See Inside a New Exhibition That Ties Bollywood Musicals to the Long Tradition of Depicting Dance in Southeast Asian Art
"The big idea for this exhibition is dance is power," said one of its curators.
Bollywood cinema is known for its elaborately choreographed song-and-dance numbers—a phenomenon that reflects the importance of dance in the art of Southeast Asia, South Asia, and the Himalayas for millennia.
That’s the thesis of a new exhibition at San Francisco’s Asian Art Museum celebrating 2,000 years of the visual language of dance—and its historical, spiritual, and political impact across a broad geographic region that includes India, Pakistan, Nepal, Tibet, Sri Lanka, Thailand, Cambodia, and Indonesia.

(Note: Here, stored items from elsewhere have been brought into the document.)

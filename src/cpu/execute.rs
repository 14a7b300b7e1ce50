//! The execution engine: one handler per operation.
//!
//! PC is advanced past the instruction before its handler runs, so
//! relative branches and pushed return addresses see the address of the
//! next instruction. Handlers return the cycles they spent beyond the
//! fetch; `execute` adds the fetch cost on top.

use super::{Cpu, InterruptMode, IM1_VECTOR, NMI_VECTOR};
use crate::alu::{self, AluResult, Shift};
use crate::bus::Bus;
use crate::err::{ContractViolation, CpuError};
use crate::instr::{DecodedOperation, Operand, OperandSize, Operation};
use crate::registers::{
    FlagState, RegisterTarget, F_CARRY, F_ENABLE_INTERRUPTS, F_HALF_CARRY, F_PARITY_OVERFLOW,
    F_SUBTRACT, F_ZERO,
};
use crate::utils::{halves, is_negative, is_zero, join_halves, parity_even, sign_extend_size};

use log::debug;

fn no_operands(op: &DecodedOperation) -> Result<(), ContractViolation> {
    match (op.operand1(), op.operand2()) {
        (None, None) => Ok(()),
        _ => Err(ContractViolation::Arity {
            operation: op.operation(),
            expected: 0,
        }),
    }
}

fn one_operand(op: &DecodedOperation) -> Result<Operand, ContractViolation> {
    match (op.operand1(), op.operand2()) {
        (Some(a), None) => Ok(*a),
        _ => Err(ContractViolation::Arity {
            operation: op.operation(),
            expected: 1,
        }),
    }
}

fn two_operands(op: &DecodedOperation) -> Result<(Operand, Operand), ContractViolation> {
    match (op.operand1(), op.operand2()) {
        (Some(a), Some(b)) => Ok((*a, *b)),
        _ => Err(ContractViolation::Arity {
            operation: op.operation(),
            expected: 2,
        }),
    }
}

fn register_operand(
    op: &DecodedOperation,
    operand: &Operand,
) -> Result<RegisterTarget, ContractViolation> {
    match operand.target() {
        Some(target) if !operand.indirect => Ok(target),
        _ => Err(ContractViolation::RegisterRequired {
            operation: op.operation(),
        }),
    }
}

fn memory_operand(op: &DecodedOperation, operand: &Operand) -> Result<(), ContractViolation> {
    if operand.indirect {
        Ok(())
    } else {
        Err(ContractViolation::MemoryRequired {
            operation: op.operation(),
        })
    }
}

/// Register code 000 at the given width: A, or AF for dwords.
fn accumulator(size: OperandSize) -> RegisterTarget {
    match size {
        OperandSize::DWord => RegisterTarget::AF,
        _ => RegisterTarget::A,
    }
}

const MAIN_PAIRS: [RegisterTarget; 3] =
    [RegisterTarget::BC, RegisterTarget::DE, RegisterTarget::HL];
const INDEX_PAIRS: [RegisterTarget; 3] =
    [RegisterTarget::IX, RegisterTarget::IY, RegisterTarget::SP];

#[derive(Clone, Copy)]
enum Direction {
    Increment,
    Decrement,
}

impl Direction {
    fn apply(self, address: u32, size: OperandSize) -> u32 {
        match self {
            Direction::Increment => address.wrapping_add(size.bytes() as u32),
            Direction::Decrement => address.wrapping_sub(size.bytes() as u32),
        }
    }
}
use crate::instr::{OperandSize, Operation};

use std::fmt;
use thiserror::Error;

/// Failures reported by a bus collaborator.
#[derive(Error, Debug, Clone, Copy, Eq, PartialEq)]
pub enum BusError {
    #[error("address {0:08x} out of range")]
    Range(u32),
    #[error("address {0:08x} is read-only")]
    ReadOnly(u32),
}

/// The instruction formats, used to say where a decode went wrong.
#[derive(Debug, Clone, Copy, Eq, PartialEq)]
pub enum Format {
    RegisterRegister,
    RegisterMemory,
    UnaryRegister,
    UnaryMemory,
    Branch,
    Nullary,
    SingleByte,
}

impl fmt::Display for Format {
    fn fmt(&self, f: &mut fmt::Formatter) -> fmt::Result {
        let name = match self {
            Format::RegisterRegister => "register-register",
            Format::RegisterMemory => "register-memory",
            Format::UnaryRegister => "unary register",
            Format::UnaryMemory => "unary memory",
            Format::Branch => "branch",
            Format::Nullary => "nullary",
            Format::SingleByte => "single-byte",
        };
        f.write_str(name)
    }
}

/// Fields of an opcode word.
#[derive(Debug, Clone, Copy, Eq, PartialEq)]
pub enum Field {
    Subgroup,
    Operation,
    Family,
    Size,
    Condition,
    Destination,
    Source,
    Register,
    Target,
    Displacement,
}

impl fmt::Display for Field {
    fn fmt(&self, f: &mut fmt::Formatter) -> fmt::Result {
        let name = match self {
            Field::Subgroup => "subgroup",
            Field::Operation => "operation",
            Field::Family => "family",
            Field::Size => "size",
            Field::Condition => "condition",
            Field::Destination => "destination",
            Field::Source => "source",
            Field::Register => "register",
            Field::Target => "target",
            Field::Displacement => "displacement",
        };
        f.write_str(name)
    }
}

/// A bit pattern the decoder refuses.
#[derive(Error, Debug, Clone, Copy, Eq, PartialEq)]
pub enum EncodingError {
    #[error("unassigned {field} value {value:#b} in {format} instruction")]
    UnassignedSelector {
        format: Format,
        field: Field,
        value: u16,
    },
    #[error("register code 0b111 is not allowed as the {field} of a {format} instruction")]
    IllegalRegisterCode { format: Format, field: Field },
}

/// An operation handed to the executor in a shape its handler cannot
/// accept. The decoder never produces these; they indicate a bug in
/// whatever built the operation.
#[derive(Error, Debug, Clone, Copy, Eq, PartialEq)]
pub enum ContractViolation {
    #[error("{operation:?} expects {expected} operand(s)")]
    Arity {
        operation: Operation,
        expected: usize,
    },
    #[error("{operation:?} cannot write back to an immediate operand")]
    ImmediateWriteback { operation: Operation },
    #[error("{operation:?} requires a register operand")]
    RegisterRequired { operation: Operation },
    #[error("{operation:?} requires a memory operand")]
    MemoryRequired { operation: Operation },
    #[error("{operation:?} does not support size {size:?}")]
    UnsupportedSize {
        operation: Operation,
        size: OperandSize,
    },
}

#[derive(Error, Debug, Clone, Copy, Eq, PartialEq)]
pub enum CpuError {
    #[error("bus error: {0}")]
    Bus(#[from] BusError),
    #[error("encoding error: {0}")]
    Encoding(#[from] EncodingError),
    #[error("contract violation: {0}")]
    Contract(#[from] ContractViolation),
}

“What we’re trying to pull out is how really important dance is in the religion and mythology and court culture and everyday life of all of those places,” exhibition co-curator Forrest McGill, the museum’s senior curator of South and Southeast Asian art, told Artnet News.
Five years in the making, “Beyond Bollywood: 2,000 Years of Dance in Art” brings together 120 artworks from 25 museums and private collections. Originally conceived of by Laura Weinstein, the curator of South Asian and Islamic Art at the Museum of Fine Arts, Boston, it became a collaboration between the Asian Art Museum and the Cincinnati Art Museum when the Boston museum had to pull out for scheduling reasons.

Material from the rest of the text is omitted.